As I write this, we are nearing the end of the second year of the overdose crisis, and the number of drug-related deaths continues to increase. But I am constantly amazed by the compassion and resilience of those working on the front lines, and by the expertise of the harm reduction, housing and health care workers whose skills form the backbone of overdose prevention and response. I am humbled by the courage of family members who have found the inner strength and motivation to become community organizers. And I am continuously inspired by those who have experienced personal addiction and the loss of friends and loved ones but who still feel compelled to come to the table and share their wisdom and knowledge.

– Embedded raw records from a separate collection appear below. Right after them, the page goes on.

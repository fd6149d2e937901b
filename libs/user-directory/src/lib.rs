//! Client for the external user directory. The directory owns accounts and
//! password hashes; this crate only names the one operation the core
//! consumes from it.

pub mod dfr {
    pub mod user {
        pub mod v1 {
            tonic::include_proto!("dfr.user.v1");
        }
    }
}

pub use dfr::user::v1::*;

use async_trait::async_trait;
use auth_entity::AuthError;
use dfr::user::v1::get_secret_request::Identifier;
use dfr::user::v1::user_directory_client::UserDirectoryClient;
use tonic::transport::Channel;

pub enum UserIdentifier {
    Email(String),
    Id(String),
}

#[derive(Debug, Clone)]
pub struct UserSecret {
    pub id: String,
    pub password_hash: String,
}

#[async_trait]
pub trait UserDirectory: Send + Sync {
    async fn get_secret(&self, identifier: UserIdentifier) -> Result<UserSecret, AuthError>;
}

pub struct GrpcUserDirectory {
    client: UserDirectoryClient<Channel>,
}

impl GrpcUserDirectory {
    pub async fn connect(endpoint: impl Into<String>) -> Result<Self, tonic::transport::Error> {
        let client = UserDirectoryClient::connect(endpoint.into()).await?;
        Ok(Self { client })
    }
}

#[async_trait]
impl UserDirectory for GrpcUserDirectory {
    async fn get_secret(&self, identifier: UserIdentifier) -> Result<UserSecret, AuthError> {
        let mut client = self.client.clone();
        let request = GetSecretRequest {
            identifier: Some(match identifier {
                UserIdentifier::Email(email) => Identifier::Email(email),
                UserIdentifier::Id(id) => Identifier::Id(id),
            }),
        };

        let response = client.get_secret(request).await.map_err(|status| match status.code() {
            tonic::Code::NotFound => AuthError::AuthFailed,
            _ => AuthError::StoreFailure(format!("user directory lookup failed: {status}")),
        })?;

        let secret = response.into_inner();
        Ok(UserSecret { id: secret.id, password_hash: secret.password_hash })
    }
}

It has been a long road, and we have a long way to go. My hope is that our coalition will soon be one of many in the province, all with the aim of enabling our communities to better respond to the needs of all community members. Together we must prevail and bring an end to this crisis—because overdose deaths are preventable, and we must never, ever forget that.

 
About the author

Katrina is the Executive Director of AIDS Vancouver Island (AVI). She has been working in the area of harm reduction for more than 20 years. She dedicates this article to the memory of all those who have been lost to overdose

Footnotes:
  1. BC Coroners Service. (2017). Illicit drug overdose deaths in BC January 1, 2007 to October 31, 2017 (Report). www2.gov.bc.ca/assets/gov/public-safety-and-emergency-services/death-investigation/statistical/illicit-drug.pdf.